ML Theory Learning Group
I used to co-lead the ML Theory Learning Group at Cohere for AI. We mixed invited talks, member-led pitches, and research-proposal sessions, with the goal of taking theoretical ideas seriously while keeping them close enough to modern models to shape how we build systems.
Speaker series and deep dives
Longer sessions, invited talks, and topic-focused presentations.
Lottery Ticket Hypothesis
Harsha presented the Lottery Ticket Hypothesis: sparse subnetworks inside dense models, why pruning can reveal useful structure, and how this changes the way we think about overparameterization.
Yaroslav Bulatov: generating functions for gradient descent
The talk explored a generating-function approach to gradient descent analysis: instead of only worst-case optimization theorems, ask what the average-case trajectory looks like.
Privacy of Noisy SGD
Ajinkya led a session on the privacy behavior of noisy SGD and how optimization noise, stability, and data leakage interact.
Resource
Neural Operators
I presented neural operators as models that learn maps between function spaces, with applications in PDEs, scientific computing, and fast surrogate simulation.
Resource
Topic pitches and proposal sessions
Shorter sessions where members proposed directions and voted on future talks.
Lottery tickets, neural operators, and why Adam still survives
A wide-ranging session that reopened the year: sparse subnetworks, neural operators, and the gap between optimizer theory and what people actually use for large models.
Notes
We discussed whether pruned subnetworks reveal reusable circuit structure, and why Adam remains hard to dislodge despite a long list of proposed alternatives.
One thread that kept coming back was whether regular structures inside lottery tickets can be treated almost like reusable computational pieces: not a complete AGI story, obviously, but a useful way to ask what pruning is really exposing.
Fourier neural operators and gradient descent proofs
A final session for the year with pitches on Fourier Neural Operators, gradient descent proofs, diffusion models, and an optimization-book reading plan.
Session notes
I gave a short preview of Fourier Neural Operators, Harsha pitched gradient descent proofs, Ashish suggested diffusion models, and the group discussed starting a more systematic optimization reading plan after the break.

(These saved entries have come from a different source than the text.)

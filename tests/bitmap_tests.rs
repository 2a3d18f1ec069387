use lumapal::bitmap::{render, PaletteBitmap, DEFAULT_SQUARE_SIZE};
use lumapal::palettes::palette::{Color, Palette, PaletteError};

fn u16_at(bytes: &[u8], offset: usize) -> u16 {
	u16::from_le_bytes([bytes[offset], bytes[offset + 1]])
}

fn u32_at(bytes: &[u8], offset: usize) -> u32 {
	u32::from_le_bytes(bytes[offset..offset + 4].try_into().unwrap())
}

/// Every color encodes its own index so pixels can be traced back to their square.
fn indexed_colors() -> Vec<Color> {
	(0..64_u8).map(|i| Color::new(i, 0x80 | i, 0xFF - i)).collect()
}

#[test]
fn default_square_size_dimensions() {
	let bmp = render(&indexed_colors(), DEFAULT_SQUARE_SIZE).unwrap();

	assert_eq!(u32_at(&bmp, 18), 800);
	assert_eq!(u32_at(&bmp, 22), 200);
}

#[test]
fn headers() {
	let bmp = render(&indexed_colors(), 10).unwrap();

	// 160 px * 3 bytes = 480, already a multiple of 4
	let row_size = 480;
	let image_size = row_size * 40;

	assert_eq!(&bmp[0..2], b"BM");
	assert_eq!(u32_at(&bmp, 2), 54 + image_size);
	assert_eq!(u32_at(&bmp, 6), 0);
	assert_eq!(u32_at(&bmp, 10), 54);

	assert_eq!(u32_at(&bmp, 14), 40);
	assert_eq!(u32_at(&bmp, 18), 160);
	assert_eq!(u32_at(&bmp, 22), 40);
	assert_eq!(u16_at(&bmp, 26), 1);
	assert_eq!(u16_at(&bmp, 28), 24);
	assert_eq!(u32_at(&bmp, 30), 0);
	assert_eq!(u32_at(&bmp, 34), image_size);
	assert_eq!(u32_at(&bmp, 38), 2835);
	assert_eq!(u32_at(&bmp, 42), 2835);
	assert_eq!(u32_at(&bmp, 46), 0);
	assert_eq!(u32_at(&bmp, 50), 0);

	assert_eq!(bmp.len() as u32, 54 + image_size);
}

#[test]
fn rows_are_bottom_up_bgr() {
	let colors = indexed_colors();
	let bmp = render(&colors, 2).unwrap();
	let pixels = &bmp[54..];

	// 32 px * 3 bytes = 96 bytes per row, no padding; 8 rows
	let row_size = 96;
	assert_eq!(pixels.len(), row_size * 8);

	// the first stored row is the bottom image row, i.e. palette row 3
	let first = &pixels[..row_size];
	assert_eq!(first[0..3], [0xFF - 48, 0x80 | 48, 48]);
	assert_eq!(first[3..6], [0xFF - 48, 0x80 | 48, 48]);
	assert_eq!(first[6..9], [0xFF - 49, 0x80 | 49, 49]);

	// the last stored row is the top image row, i.e. palette row 0
	let last = &pixels[row_size * 7..];
	assert_eq!(last[0..3], [0xFF, 0x80, 0]);
	assert_eq!(last[93..96], [0xFF - 15, 0x80 | 15, 15]);

	// every pixel maps back to the square it lies in
	for (file_row, row) in pixels.chunks_exact(row_size).enumerate() {
		let y = 7 - file_row;
		for (x, px) in row.chunks_exact(3).enumerate() {
			let c = colors[(y / 2) * 16 + x / 2];
			assert_eq!(px, [c.b, c.g, c.r]);
		}
	}
}

#[test]
fn single_pixel_squares() {
	let colors = vec![Color::new(0x11, 0x22, 0x33); 64];
	let bitmap = PaletteBitmap::new(1).unwrap();

	// 16 columns make every row a multiple of 48 bytes, so there is never any padding
	assert_eq!(bitmap.width(), 16);
	assert_eq!(bitmap.height(), 4);
	assert_eq!(bitmap.row_size(), 48);
	assert_eq!(bitmap.image_size(), 192);
	assert_eq!(bitmap.file_size(), 246);

	let bmp = bitmap.render(&colors).unwrap();
	assert_eq!(bmp.len(), 246);
	assert!(bmp[54..].chunks_exact(3).all(|px| px == [0x33, 0x22, 0x11]));
}

#[test]
fn geometry() {
	let bitmap = PaletteBitmap::new(30).unwrap();

	assert_eq!(bitmap.square_size(), 30);
	assert_eq!(bitmap.width(), 480);
	assert_eq!(bitmap.height(), 120);
	assert_eq!(bitmap.row_size() % 4, 0);
	assert_eq!(bitmap.file_size(), 54 + bitmap.row_size() * 120);
}

#[test]
fn palette_to_bmp() {
	let palette = Palette::try_from(indexed_colors()).unwrap();
	assert_eq!(palette.to_bmp_bytes(5).unwrap(), render(&indexed_colors(), 5).unwrap());
}

#[test]
fn invalid_square_size() {
	assert!(matches!(PaletteBitmap::new(0), Err(PaletteError::InvalidSquareSize { size: 0 })));
	assert!(matches!(render(&indexed_colors(), 0), Err(PaletteError::InvalidSquareSize { size: 0 })));

	// too big for the 32-bit size fields
	assert!(matches!(PaletteBitmap::new(u32::MAX), Err(PaletteError::InvalidSquareSize { .. })));
	assert!(matches!(PaletteBitmap::new(100_000), Err(PaletteError::InvalidSquareSize { .. })));
	assert!(matches!(PaletteBitmap::new(u32::MAX / 16 + 1), Err(PaletteError::InvalidSquareSize { .. })));
	assert!(matches!(render(&indexed_colors(), u32::MAX), Err(PaletteError::InvalidSquareSize { .. })));
}

#[test]
fn largest_square_size() {
	// 54 + 192 * s² has to fit into a u32
	let bitmap = PaletteBitmap::new(4729).unwrap();
	assert_eq!(bitmap.file_size(), 54 + 192 * 4729 * 4729);

	assert!(matches!(PaletteBitmap::new(4730), Err(PaletteError::InvalidSquareSize { size: 4730 })));
}

#[test]
fn invalid_lengths() {
	for len in [0_usize, 1, 63, 65] {
		let err = render(&vec![Color::default(); len], DEFAULT_SQUARE_SIZE).unwrap_err();
		assert!(matches!(err, PaletteError::InvalidArrayLength { expected: 64, found } if found == len));
	}
}
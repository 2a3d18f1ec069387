use std::path::PathBuf;

use anyhow::{Context, Result};
use lumapal::palettes::files::write_pal;
use lumapal::palettes::palette::PaletteFormat;

use crate::commands::ConvertArgs;
use crate::common::{output_path, read_palette};

pub(crate) fn convert_to_pal(args: &ConvertArgs, debug: bool) -> Result<PathBuf> {
	let output = output_path(&args.input, args.output.as_ref(), PaletteFormat::Pal)?;
	let palette = read_palette(&args.input, debug)?;

	write_pal(&palette.colors, &output)
		.with_context(|| format!("Couldn't write PAL file {}", output.display()))?;

	println!("Successfully converted to PAL format: {}", output.display());
	Ok(output)
}
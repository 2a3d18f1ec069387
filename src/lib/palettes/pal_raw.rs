use crate::palettes::palette::{Color, Palette, PaletteError};
use crate::palettes::rgb::{bytes_to_colors, colors_to_bytes};
use crate::palettes::{as_full_palette, BYTES_PER_COLOR, TOTAL_COLORS};

// Raw PAL tables have no header: 64 RGB triples, four rows of 16 colors.

pub const PAL_FILE_SIZE: usize = TOTAL_COLORS * BYTES_PER_COLOR;

/// Decodes the first 192 bytes of `bytes` as a PAL-ordered palette.
///
/// Anything past the table is ignored rather than rejected, so padded files still load.
pub fn decode(bytes: &[u8]) -> Result<Palette, PaletteError> {
	if bytes.len() < PAL_FILE_SIZE {
		return Err(PaletteError::TruncatedPalData { len: bytes.len() });
	}

	let colors = bytes_to_colors(&bytes[..PAL_FILE_SIZE])?;
	Palette::try_from(colors)
}

/// Encodes PAL-ordered colors into a 192-byte table.
pub fn encode(colors: &[Color]) -> Result<Vec<u8>, PaletteError> {
	let colors = as_full_palette(colors)?;
	Ok(colors_to_bytes(colors))
}

impl Palette {
	pub fn from_pal_bytes(bytes: &[u8]) -> Result<Palette, PaletteError> {
		decode(bytes)
	}

	pub fn to_pal_bytes(&self) -> Vec<u8> {
		colors_to_bytes(&self.colors)
	}
}
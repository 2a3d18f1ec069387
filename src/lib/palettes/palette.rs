use std::fmt::{Display, Formatter};
use std::path::Path;

use crate::palettes::arrangement::{pal_to_vh_order, vh_to_pal_order};
use crate::palettes::rgb::{pack, unpack};
use crate::palettes::{pal_raw, pal_vh, as_full_palette, COLORS_PER_ROW, TOTAL_COLORS};

#[derive(Clone, Copy, Default, Debug, PartialEq, Eq, Hash)]
pub struct Color {
	pub r: u8,
	pub g: u8,
	pub b: u8,
}

impl Color {
	pub const fn new(r: u8, g: u8, b: u8) -> Self {
		Self { r, g, b }
	}
}

impl From<[u8; 3]> for Color {
	fn from(v: [u8; 3]) -> Self {
		Self {
			r: v[0],
			g: v[1],
			b: v[2],
		}
	}
}

impl From<Color> for [u8; 3] {
	fn from(c: Color) -> Self {
		[c.r, c.g, c.b]
	}
}

/// Anything above the low 24 bits is dropped.
impl From<u32> for Color {
	fn from(v: u32) -> Self {
		let (r, g, b) = unpack(v);
		Self { r, g, b }
	}
}

impl From<Color> for u32 {
	fn from(c: Color) -> Self {
		pack(c.r as u32, c.g as u32, c.b as u32)
	}
}

impl Display for Color {
	fn fmt(&self, f: &mut Formatter<'_>) -> std::fmt::Result {
		write!(f, "#{:06X}", u32::from(*self))
	}
}

/// A complete 64-color palette in PAL order (4 rows of 16 colors, row-major).
#[derive(Clone, Debug, PartialEq, Eq)]
pub struct Palette {
	pub colors: [Color; TOTAL_COLORS],
}

impl Palette {
	pub fn len(&self) -> usize {
		self.colors.len()
	}

	pub fn is_empty(&self) -> bool {
		self.colors.is_empty()
	}

	pub fn rows(&self) -> impl Iterator<Item = &[Color]> {
		self.colors.chunks_exact(COLORS_PER_ROW)
	}

	/// Rearranges the palette into VH order.
	pub fn to_vh_order(&self) -> [Color; TOTAL_COLORS] {
		pal_to_vh_order(&self.colors)
	}

	/// Builds a palette from colors listed in VH order.
	pub fn from_vh_order(vh: &[Color; TOTAL_COLORS]) -> Self {
		Self { colors: vh_to_pal_order(vh) }
	}

	pub fn load_from_bytes(bytes: &[u8], format: PaletteFormat) -> Result<Palette, PaletteError> {
		match format {
			PaletteFormat::Pal => pal_raw::decode(bytes),
			PaletteFormat::Vh => pal_vh::decode(&String::from_utf8_lossy(bytes)),
			PaletteFormat::Bmp => Err(PaletteError::UnsupportedFormat),
		}
	}
}

impl From<[Color; TOTAL_COLORS]> for Palette {
	fn from(colors: [Color; TOTAL_COLORS]) -> Self {
		Self { colors }
	}
}

impl TryFrom<&[Color]> for Palette {
	type Error = PaletteError;

	fn try_from(colors: &[Color]) -> Result<Self, Self::Error> {
		Ok(Self { colors: *as_full_palette(colors)? })
	}
}

impl TryFrom<Vec<Color>> for Palette {
	type Error = PaletteError;

	fn try_from(colors: Vec<Color>) -> Result<Self, Self::Error> {
		Self::try_from(colors.as_slice())
	}
}

impl TryFrom<Vec<u32>> for Palette {
	type Error = PaletteError;

	fn try_from(v: Vec<u32>) -> Result<Self, Self::Error> {
		let colors = v.into_iter().map(Color::from).collect::<Vec<Color>>();
		Self::try_from(colors)
	}
}

#[derive(Debug)]
pub enum PaletteError {
	InvalidArrayLength { expected: usize, found: usize },
	MisalignedByteLength { len: usize },
	TruncatedPalData { len: usize },
	MalformedVhLiteral { found: usize },
	InvalidVhToken { index: usize, token: String },
	InvalidSquareSize { size: u32 },
	UnsupportedFormat,
	IoErr(std::io::Error),
}

impl Display for PaletteError {
	fn fmt(&self, f: &mut Formatter<'_>) -> std::fmt::Result {
		match self {
			PaletteError::InvalidArrayLength { expected, found } => write!(f, "Expected exactly {expected} colors, got {found}"),
			PaletteError::MisalignedByteLength { len } => write!(f, "Color data length {len} is not a multiple of 3"),
			PaletteError::TruncatedPalData { len } => write!(f, "Invalid .pal file size {len}, must be at least {} bytes", pal_raw::PAL_FILE_SIZE),
			PaletteError::MalformedVhLiteral { found } => write!(f, "Invalid number of colors in VH data: expected {TOTAL_COLORS}, found {found}"),
			PaletteError::InvalidVhToken { index, token } => write!(f, "Invalid VH color token at index {index}: \"{token}\" is not a hexadecimal color value"),
			PaletteError::InvalidSquareSize { size } => write!(f, "Invalid square size {size}, must be at least 1 pixel and fit into a bitmap"),
			PaletteError::UnsupportedFormat => write!(f, "Unsupported file format, use .pal or .vh files"),
			PaletteError::IoErr(e) => write!(f, "io error: {e}"),
		}
	}
}

impl std::error::Error for PaletteError {
	fn source(&self) -> Option<&(dyn std::error::Error + 'static)> {
		match self {
			PaletteError::IoErr(e) => Some(e),
			_ => None,
		}
	}
}

impl From<std::io::Error> for PaletteError {
	fn from(e: std::io::Error) -> Self {
		PaletteError::IoErr(e)
	}
}

#[derive(Clone, Copy, Debug, PartialEq, Eq)]
pub enum PaletteFormat {
	Pal, // .pal
	Vh, // .vh
	Bmp, // .bmp, write-only
}

impl PaletteFormat {
	pub fn from_path<P: AsRef<Path>>(path: P) -> Option<PaletteFormat> {
		let ext = path.as_ref()
			.extension()?
			.to_str()?
			.to_lowercase();

		match ext.as_str() {
			"pal" => Some(PaletteFormat::Pal),
			"vh" => Some(PaletteFormat::Vh),
			"bmp" => Some(PaletteFormat::Bmp),
			_ => None
		}
	}

	pub fn extension(&self) -> &'static str {
		match self {
			PaletteFormat::Pal => "pal",
			PaletteFormat::Vh => "vh",
			PaletteFormat::Bmp => "bmp",
		}
	}

	pub fn is_readable(&self) -> bool {
		!matches!(self, PaletteFormat::Bmp)
	}
}

impl Display for PaletteFormat {
	fn fmt(&self, f: &mut Formatter<'_>) -> std::fmt::Result {
		write!(f, "{}", self.extension())
	}
}
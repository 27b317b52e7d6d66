//! 熔断表
//!
//! 每个处于熔断状态的处理器对应一个取消令牌，令牌控制该处理器的自动恢复任务。
//! 熔断记录与自动恢复任务同增同删。

use std::collections::HashMap;
use std::sync::atomic::{AtomicU64, Ordering};
use std::sync::{Mutex, PoisonError};

use tokio_util::sync::CancellationToken;

struct TrippedEntry {
    reset_token: CancellationToken,
    generation: u64,
}

/// 熔断登记
pub(crate) struct Trip {
    pub reset_token: CancellationToken,
    pub generation: u64,
}

#[derive(Default)]
pub(crate) struct CircuitBreakerTable {
    tripped: Mutex<HashMap<String, TrippedEntry>>,
    next_generation: AtomicU64,
}

impl CircuitBreakerTable {
    pub fn new() -> Self {
        Self::default()
    }

    fn entries(&self) -> std::sync::MutexGuard<'_, HashMap<String, TrippedEntry>> {
        self.tripped.lock().unwrap_or_else(PoisonError::into_inner)
    }

    pub fn is_open(&self, handler_id: &str) -> bool {
        self.entries().contains_key(handler_id)
    }

    /// 登记熔断，已处于熔断状态时返回 `None`
    pub fn trip(&self, handler_id: &str) -> Option<Trip> {
        let mut entries = self.entries();
        if entries.contains_key(handler_id) {
            return None;
        }

        let generation = self.next_generation.fetch_add(1, Ordering::Relaxed);
        let reset_token = CancellationToken::new();
        entries.insert(
            handler_id.to_string(),
            TrippedEntry {
                reset_token: reset_token.clone(),
                generation,
            },
        );
        Some(Trip {
            reset_token,
            generation,
        })
    }

    /// 解除熔断并取消自动恢复任务，返回之前是否处于熔断状态
    pub fn clear(&self, handler_id: &str) -> bool {
        match self.entries().remove(handler_id) {
            Some(entry) => {
                entry.reset_token.cancel();
                true
            }
            None => false,
        }
    }

    /// 仅当熔断记录仍属于指定代次时解除（供自动恢复任务使用）
    pub fn clear_generation(&self, handler_id: &str, generation: u64) -> bool {
        let mut entries = self.entries();
        if entries.get(handler_id).map(|e| e.generation) != Some(generation) {
            return false;
        }
        entries.remove(handler_id);
        true
    }

    pub fn open_count(&self) -> usize {
        self.entries().len()
    }

    /// 清空全部熔断记录并取消所有自动恢复任务
    pub fn clear_all(&self) {
        for (_, entry) in self.entries().drain() {
            entry.reset_token.cancel();
        }
    }
}

#[cfg(test)]
mod tests {
    use super::*;

    #[test]
    fn test_trip_and_clear() {
        let table = CircuitBreakerTable::new();
        let trip = table.trip("h1").unwrap();
        assert!(table.is_open("h1"));
        assert!(table.trip("h1").is_none());

        assert!(table.clear("h1"));
        assert!(trip.reset_token.is_cancelled());
        assert!(!table.is_open("h1"));
        assert!(!table.clear("h1"));
    }

    #[test]
    fn test_stale_generation_ignored() {
        let table = CircuitBreakerTable::new();
        let first = table.trip("h1").unwrap();
        table.clear("h1");
        let second = table.trip("h1").unwrap();

        assert!(!table.clear_generation("h1", first.generation));
        assert!(table.is_open("h1"));
        assert!(table.clear_generation("h1", second.generation));
        assert_eq!(table.open_count(), 0);
    }

    #[test]
    fn test_clear_all_cancels_tokens() {
        let table = CircuitBreakerTable::new();
        let a = table.trip("a").unwrap();
        let b = table.trip("b").unwrap();
        table.clear_all();

        assert!(a.reset_token.is_cancelled());
        assert!(b.reset_token.is_cancelled());
        assert_eq!(table.open_count(), 0);
    }
}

CLIP and contrastive learning
Ahmad Mustafa presented CLIP, contrastive learning, language-guided recognition, and the core ideas behind pairing image and text representations.
Meta-learning and neural information retrieval
Sree Harsha Nelaturu and Max Marion spoke about meta-learning and neural information retrieval, respectively.
Proposal round: meta-learning, quantum probability, neural IR, representation learning
Four proposals set up the next talks. The group voted to prioritize meta-learning, neural information retrieval, representation learning, and quantum probability.
First session and mission statement
We started by discussing what members wanted from the group, what kinds of theory felt useful, and how to choose topics that invite both rigor and research taste.